A partir daí criaram-se dois sistemas de registro: um cadastro geral, em nível de Secretaria, exclusivamente com os dados de identificação e um registro clínico, sem identificação nominal, contendo o motivo da procura (a queixa do paciente), assim como outros atendimentos realizados (avaliação neurológica, psiquiátrica, etc.). O preenchimento deste registro é feito cuidadosamente no quadro do caso pelo estagiário responsável, acompanhado pelo supervisor. Penso que com esta breve apresentação é possível acompanhar a construção de bases para a pesquisa que nascem diretamente de uma experiência de trabalho.

No encaminhamento para a finalização destas reflexões, considero que, passo a passo, vimos trabalhando para a constituição de um espaço clínico institucional, orientado pela escuta do singular, num âmbito socializado, no qual se possa compartilhar e debater questões clínicas numa perspectiva ética e de construção de uma reflexão teórica.

Uma última palavra sobre a análise pessoal.
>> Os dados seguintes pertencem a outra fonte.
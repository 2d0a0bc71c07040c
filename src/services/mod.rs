mod error;
mod http_optimizer;

pub use error::TransportError;
pub use http_optimizer::HttpOptimizerService;
use serde_json::{Map, Value};
use tracing::warn;

use crate::domain::models::optimization::{
    FieldCompleteness, OptimizationResult, ResultSet, UNKNOWN_LABEL,
};

/// Outcome of normalizing one optimizer payload.
#[derive(Debug, Clone, PartialEq)]
pub struct Reconciliation {
    pub results: ResultSet,
    /// Set when the payload was not an array at all.
    pub malformed: bool,
}

/// Turns an untrusted optimizer payload into display-safe rows.
pub struct ResultReconciler;

impl ResultReconciler {
    /// One row per array element, whatever shape the element has.
    pub fn normalize(raw: &Value) -> Reconciliation {
        let Some(items) = raw.as_array() else {
            warn!(
                payload_type = json_type(raw),
                "Optimizer payload is not an array"
            );
            return Reconciliation {
                results: ResultSet::empty(),
                malformed: true,
            };
        };

        let results = items
            .iter()
            .enumerate()
            .map(|(index, item)| match item.as_object() {
                Some(fields) => normalize_row(fields),
                None => {
                    warn!(
                        index,
                        row_type = json_type(item),
                        "Result row is not an object"
                    );
                    OptimizationResult::default()
                }
            })
            .collect();

        Reconciliation {
            results,
            malformed: false,
        }
    }
}

fn normalize_row(fields: &Map<String, Value>) -> OptimizationResult {
    let (file, file_present) = label(fields, "file");
    let (original_size, original_size_present) = label(fields, "original_size");
    let (optimized_size, optimized_size_present) = label(fields, "optimized_size");
    let (original_bytes, original_bytes_present) = count(fields, "original_bytes");
    let (optimized_bytes, optimized_bytes_present) = count(fields, "optimized_bytes");
    let (bytes_saved, bytes_saved_present) = count(fields, "bytes_saved");

    OptimizationResult {
        file,
        original_size,
        optimized_size,
        original_bytes,
        optimized_bytes,
        bytes_saved,
        completeness: FieldCompleteness {
            file: file_present,
            original_size: original_size_present,
            optimized_size: optimized_size_present,
            original_bytes: original_bytes_present,
            optimized_bytes: optimized_bytes_present,
            bytes_saved: bytes_saved_present,
        },
    }
}

fn label(fields: &Map<String, Value>, key: &str) -> (String, bool) {
    match fields.get(key).and_then(Value::as_str) {
        Some(s) if !s.is_empty() => (s.to_string(), true),
        _ => (UNKNOWN_LABEL.to_string(), false),
    }
}

fn count(fields: &Map<String, Value>, key: &str) -> (i64, bool) {
    match fields.get(key).and_then(integer) {
        Some(n) => (n, true),
        None => (0, false),
    }
}

// Integral floats such as 400.0 are accepted; fractions and overflow are not.
fn integer(value: &Value) -> Option<i64> {
    let Value::Number(number) = value else {
        return None;
    };
    if let Some(n) = number.as_i64() {
        return Some(n);
    }
    let f = number.as_f64()?;
    if f.is_finite() && f.fract() == 0.0 && f >= i64::MIN as f64 && f <= i64::MAX as f64 {
        Some(f as i64)
    } else {
        None
    }
}

fn json_type(value: &Value) -> &'static str {
    match value {
        Value::Null => "null",
        Value::Bool(_) => "bool",
        Value::Number(_) => "number",
        Value::String(_) => "string",
        Value::Array(_) => "array",
        Value::Object(_) => "object",
    }
}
O fato de estarmos num ambiente acadêmico, referidos – necessariamente referidos - à determinações curriculares, impõe certas marcas, com as quais temos constantemente que nos haver, na medida em que aqui e ali se contradizem o discurso universitário e o discurso analítico. O exercício clínico sustentado na psicanálise convoca o praticante a buscar sua experiência pessoal de análise – seja a partir da angústia que lhe produz a posição de escuta, seja a partir da convocação a seu próprio desejo, à sua implicação e responsabilização. Isto é o que podemos esperar como efeito da condução do trabalho, porque análise pessoal não se pode prescrever.

Finalizando, então, desejo dizer que para realizar esta intervenção, além de minha própria experiência como supervisora da Clínica de Psicologia, contei com a leitura cuidadosa das atas das reuniões, registradas no Livro de Atas da Clínica. Desta leitura, gostaria de sublinhar a importância do registro do “vivo” de cada discussão, muito além da mera enumeração de decisões e fatos, realizado por diferentes pessoas – estagiários, extensionistas e supervisores – nos sucessivos semestres de seu funcionamento. Graças aos relatos clínicos e transferenciais ali registrados, foi possível acompanhar os desdobramentos da construção da Clínica até o momento, cabendo-me aqui situar algumas das questões que nos têm interrogado e que seguem constituindo matéria de reflexão e teorização para nosso trabalho.

Desejo, finalmente, expressar meu reconhecimento à atual Comissão de Patrimônio e Eventos que me convidou a realizar esta intervenção e em especial à minha colega, professora Cristian Giles, que sugeriu que eu abordasse a questão da clínica institucional, confiando-me esta tarefa complexa, mas enriquecedora. O percurso que realizei para concretizá-la constituiu-se afinal em oportunidade para formalizar o projeto pelo qual sou responsável, denominado “A Construção da Clínica”, na perspectiva do qual apresento esta como uma primeira produção.